### EXERCISE INSTRUCTIONS:
Type every record exactly as it appears.

Items listed in a dataset:
BEGIN
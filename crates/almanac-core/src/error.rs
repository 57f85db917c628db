//! Centralized error types for Almanac.
//!
//! This module provides a typed error hierarchy that:
//! - Separates network, storage, configuration and weather-query failures
//! - Provides user-facing messages suitable for terminal display
//! - Preserves full error context for logging

use thiserror::Error;

/// Top-level application error type.
///
/// All errors in Almanac should be convertible to this type.
/// Use `user_message()` to get a display-appropriate message.
#[derive(Debug, Error)]
pub enum AppError {
    #[error("Network error: {0}")]
    Network(#[from] NetworkError),

    #[error("Database error: {0}")]
    Database(#[from] DatabaseError),

    #[error("Configuration error: {0}")]
    Config(#[from] ConfigError),

    #[error("Weather query failed: {0}")]
    Weather(#[from] WeatherError),

    #[error("{0}")]
    Other(#[from] anyhow::Error),
}

impl AppError {
    /// Returns a user-facing message for this error.
    pub fn user_message(&self) -> String {
        match self {
            AppError::Network(e) => e.user_message().to_string(),
            AppError::Database(e) => e.user_message().to_string(),
            AppError::Config(e) => e.user_message().to_string(),
            AppError::Weather(e) => e.user_message(),
            AppError::Other(_) => "An unexpected error occurred. Please try again.".to_string(),
        }
    }
}

/// Network-related errors (HTTP, connectivity).
#[derive(Debug, Error)]
pub enum NetworkError {
    #[error("Connection failed: {0}")]
    ConnectionFailed(String),

    #[error("Request timed out")]
    Timeout,

    #[error("Server error: {status} - {message}")]
    ServerError { status: u16, message: String },

    #[error("Invalid response: {0}")]
    InvalidResponse(String),
}

impl NetworkError {
    pub fn user_message(&self) -> &'static str {
        match self {
            NetworkError::ConnectionFailed(_) => {
                "Unable to connect. Check your internet connection."
            }
            NetworkError::Timeout => "The request timed out. Please try again.",
            NetworkError::ServerError { status, .. } if *status >= 500 => {
                "The weather service is experiencing issues. Please try again later."
            }
            NetworkError::ServerError { .. } => "The request failed. Please try again.",
            NetworkError::InvalidResponse(_) => {
                "Received an unexpected response. Please try again."
            }
        }
    }
}

/// Database/storage errors (SQLite cache).
#[derive(Debug, Error)]
pub enum DatabaseError {
    #[error("Database connection failed: {0}")]
    ConnectionFailed(String),

    #[error("Query failed: {0}")]
    QueryFailed(String),

    #[error("Data corruption detected: {0}")]
    Corruption(String),
}

impl DatabaseError {
    pub fn user_message(&self) -> &'static str {
        match self {
            DatabaseError::ConnectionFailed(_) => {
                "Unable to open the local weather cache. Check the database path."
            }
            DatabaseError::QueryFailed(_) => "A cache operation failed. Please try again.",
            DatabaseError::Corruption(_) => {
                "The local weather cache may be corrupted. Consider deleting it."
            }
        }
    }
}

/// Configuration errors.
#[derive(Debug, Error)]
pub enum ConfigError {
    #[error("Invalid configuration: {0}")]
    Invalid(String),

    #[error("Missing required setting: {0}")]
    MissingSetting(String),
}

impl ConfigError {
    pub fn user_message(&self) -> &'static str {
        match self {
            ConfigError::Invalid(_) => "Invalid configuration. Check your settings.",
            ConfigError::MissingSetting(_) => "A required setting is missing. Check your settings.",
        }
    }
}

/// Weather query errors, recovered at the query boundary and shown to the user.
#[derive(Debug, Error)]
pub enum WeatherError {
    #[error("Invalid date format: {0:?} (expected YYYY-MM-DD)")]
    InvalidDateFormat(String),

    #[error("Invalid date range: {start} is after {end}")]
    InvalidDateRange { start: String, end: String },

    #[error("No active network connection")]
    NoConnectivity,

    #[error("Weather API error: {0}")]
    Remote(#[from] NetworkError),

    #[error("No historical data available to predict {0}")]
    NoPredictionData(String),

    #[error("No cached reading for {0}")]
    NotFound(String),

    #[error("Weather cache error: {0}")]
    Storage(#[from] DatabaseError),
}

impl WeatherError {
    /// User-facing message. Remote failures carry the response status or the
    /// transport detail.
    pub fn user_message(&self) -> String {
        match self {
            WeatherError::InvalidDateFormat(_) => {
                "Invalid Date Format (expected YYYY-MM-DD)".to_string()
            }
            WeatherError::InvalidDateRange { .. } => {
                "Invalid Date Range: the start date must not be after the end date".to_string()
            }
            WeatherError::NoConnectivity => "No Internet Connection".to_string(),
            WeatherError::Remote(NetworkError::ServerError { status, message }) => {
                format!("Error: {} {}", status, message)
            }
            WeatherError::Remote(NetworkError::InvalidResponse(detail)) => {
                format!("Error: {}", detail)
            }
            WeatherError::Remote(e) => format!("Exception: {}", e),
            WeatherError::NoPredictionData(_) => {
                "No data available for future prediction".to_string()
            }
            WeatherError::NotFound(_) => "No data available for this date".to_string(),
            WeatherError::Storage(e) => e.user_message().to_string(),
        }
    }
}

/// Extension trait for converting reqwest errors to our error types.
pub trait ReqwestErrorExt {
    fn into_network_error(self) -> NetworkError;
}

impl ReqwestErrorExt for reqwest::Error {
    fn into_network_error(self) -> NetworkError {
        if self.is_timeout() {
            NetworkError::Timeout
        } else if self.is_connect() {
            NetworkError::ConnectionFailed(self.to_string())
        } else if self.is_decode() {
            NetworkError::InvalidResponse(self.to_string())
        } else if let Some(status) = self.status() {
            NetworkError::ServerError {
                status: status.as_u16(),
                message: self.to_string(),
            }
        } else {
            NetworkError::ConnectionFailed(self.to_string())
        }
    }
}

/// Extension trait for converting rusqlite errors to our error types.
pub trait RusqliteErrorExt {
    fn into_database_error(self) -> DatabaseError;
}

impl RusqliteErrorExt for rusqlite::Error {
    fn into_database_error(self) -> DatabaseError {
        match &self {
            rusqlite::Error::SqliteFailure(_, Some(msg)) if msg.contains("corrupt") => {
                DatabaseError::Corruption(self.to_string())
            }
            rusqlite::Error::SqliteFailure(e, _)
                if e.code == rusqlite::ErrorCode::CannotOpen =>
            {
                DatabaseError::ConnectionFailed(self.to_string())
            }
            _ => DatabaseError::QueryFailed(self.to_string()),
        }
    }
}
END
### REPLY:
filename crates/almanac-core/src/error.rs
repository 57f85db917c628db
//! Centralized error types for Almanac.
//!
//! This module provides a typed error hierarchy that:
//! - Separates network, storage, configuration and weather-query failures
//! - Provides user-facing messages suitable for terminal display
//! - Preserves full error context for logging

use thiserror::Error;

/// Top-level application error type.
///
/// All errors in Almanac should be convertible to this type.
/// Use `user_message()` to get a display-appropriate message.
#[derive(Debug, Error)]
pub enum AppError {
    #[error("Network error: {0}")]
    Network(#[from] NetworkError),

    #[error("Database error: {0}")]
    Database(#[from] DatabaseError),

    #[error("Configuration error: {0}")]
    Config(#[from] ConfigError),

    #[error("Weather query failed: {0}")]
    Weather(#[from] WeatherError),

    #[error("{0}")]
    Other(#[from] anyhow::Error),
}

impl AppError {
    /// Returns a user-facing message for this error.
    pub fn user_message(&self) -> String {
        match self {
            AppError::Network(e) => e.user_message().to_string(),
            AppError::Database(e) => e.user_message().to_string(),
            AppError::Config(e) => e.user_message().to_string(),
            AppError::Weather(e) => e.user_message(),
            AppError::Other(_) => "An unexpected error occurred. Please try again.".to_string(),
        }
    }
}

/// Network-related errors (HTTP, connectivity).
#[derive(Debug, Error)]
pub enum NetworkError {
    #[error("Connection failed: {0}")]
    ConnectionFailed(String),

    #[error("Request timed out")]
    Timeout,

    #[error("Server error: {status} - {message}")]
    ServerError { status: u16, message: String },

    #[error("Invalid response: {0}")]
    InvalidResponse(String),
}

impl NetworkError {
    pub fn user_message(&self) -> &'static str {
        match self {
            NetworkError::ConnectionFailed(_) => {
                "Unable to connect. Check your internet connection."
            }
            NetworkError::Timeout => "The request timed out. Please try again.",
            NetworkError::ServerError { status, .. } if *status >= 500 => {
                "The weather service is experiencing issues. Please try again later."
            }
            NetworkError::ServerError { .. } => "The request failed. Please try again.",
            NetworkError::InvalidResponse(_) => {
                "Received an unexpected response. Please try again."
            }
        }
    }
}

/// Database/storage errors (SQLite cache).
#[derive(Debug, Error)]
pub enum DatabaseError {
    #[error("Database connection failed: {0}")]
    ConnectionFailed(String),

    #[error("Query failed: {0}")]
    QueryFailed(String),

    #[error("Data corruption detected: {0}")]
    Corruption(String),
}

impl DatabaseError {
    pub fn user_message(&self) -> &'static str {
        match self {
            DatabaseError::ConnectionFailed(_) => {
                "Unable to open the local weather cache. Check the database path."
            }
            DatabaseError::QueryFailed(_) => "A cache operation failed. Please try again.",
            DatabaseError::Corruption(_) => {
                "The local weather cache may be corrupted. Consider deleting it."
            }
        }
    }
}

/// Configuration errors.
#[derive(Debug, Error)]
pub enum ConfigError {
    #[error("Invalid configuration: {0}")]
    Invalid(String),

    #[error("Missing required setting: {0}")]
    MissingSetting(String),
}

impl ConfigError {
    pub fn user_message(&self) -> &'static str {
        match self {
            ConfigError::Invalid(_) => "Invalid configuration. Check your settings.",
            ConfigError::MissingSetting(_) => "A required setting is missing. Check your settings.",
        }
    }
}

/// Weather query errors, recovered at the query boundary and shown to the user.
#[derive(Debug, Error)]
pub enum WeatherError {
    #[error("Invalid date format: {0:?} (expected YYYY-MM-DD)")]
    InvalidDateFormat(String),

    #[error("Invalid date range: {start} is after {end}")]
    InvalidDateRange { start: String, end: String },

    #[error("No active network connection")]
    NoConnectivity,

    #[error("Weather API error: {0}")]
    Remote(#[from] NetworkError),

    #[error("No historical data available to predict {0}")]
    NoPredictionData(String),

    #[error("No cached reading for {0}")]
    NotFound(String),

    #[error("Weather cache error: {0}")]
    Storage(#[from] DatabaseError),
}

impl WeatherError {
    /// User-facing message. Remote failures carry the response status or the
    /// transport detail.
    pub fn user_message(&self) -> String {
        match self {
            WeatherError::InvalidDateFormat(_) => {
                "Invalid Date Format (expected YYYY-MM-DD)".to_string()
            }
            WeatherError::InvalidDateRange { .. } => {
                "Invalid Date Range: the start date must not be after the end date".to_string()
            }
            WeatherError::NoConnectivity => "No Internet Connection".to_string(),
            WeatherError::Remote(NetworkError::ServerError { status, message }) => {
                format!("Error: {} {}", status, message)
            }
            WeatherError::Remote(NetworkError::InvalidResponse(detail)) => {
                format!("Error: {}", detail)
            }
            WeatherError::Remote(e) => format!("Exception: {}", e),
            WeatherError::NoPredictionData(_) => {
                "No data available for future prediction".to_string()
            }
            WeatherError::NotFound(_) => "No data available for this date".to_string(),
            WeatherError::Storage(e) => e.user_message().to_string(),
        }
    }
}

/// Extension trait for converting reqwest errors to our error types.
pub trait ReqwestErrorExt {
    fn into_network_error(self) -> NetworkError;
}

impl ReqwestErrorExt for reqwest::Error {
    fn into_network_error(self) -> NetworkError {
        if self.is_timeout() {
            NetworkError::Timeout
        } else if self.is_connect() {
            NetworkError::ConnectionFailed(self.to_string())
        } else if self.is_decode() {
            NetworkError::InvalidResponse(self.to_string())
        } else if let Some(status) = self.status() {
            NetworkError::ServerError {
                status: status.as_u16(),
                message: self.to_string(),
            }
        } else {
            NetworkError::ConnectionFailed(self.to_string())
        }
    }
}

/// Extension trait for converting rusqlite errors to our error types.
pub trait RusqliteErrorExt {
    fn into_database_error(self) -> DatabaseError;
}

impl RusqliteErrorExt for rusqlite::Error {
    fn into_database_error(self) -> DatabaseError {
        match &self {
            rusqlite::Error::SqliteFailure(_, Some(msg)) if msg.contains("corrupt") => {
                DatabaseError::Corruption(self.to_string())
            }
            rusqlite::Error::SqliteFailure(e, _)
                if e.code == rusqlite::ErrorCode::CannotOpen =>
            {
                DatabaseError::ConnectionFailed(self.to_string())
            }
            _ => DatabaseError::QueryFailed(self.to_string()),
        }
    }
}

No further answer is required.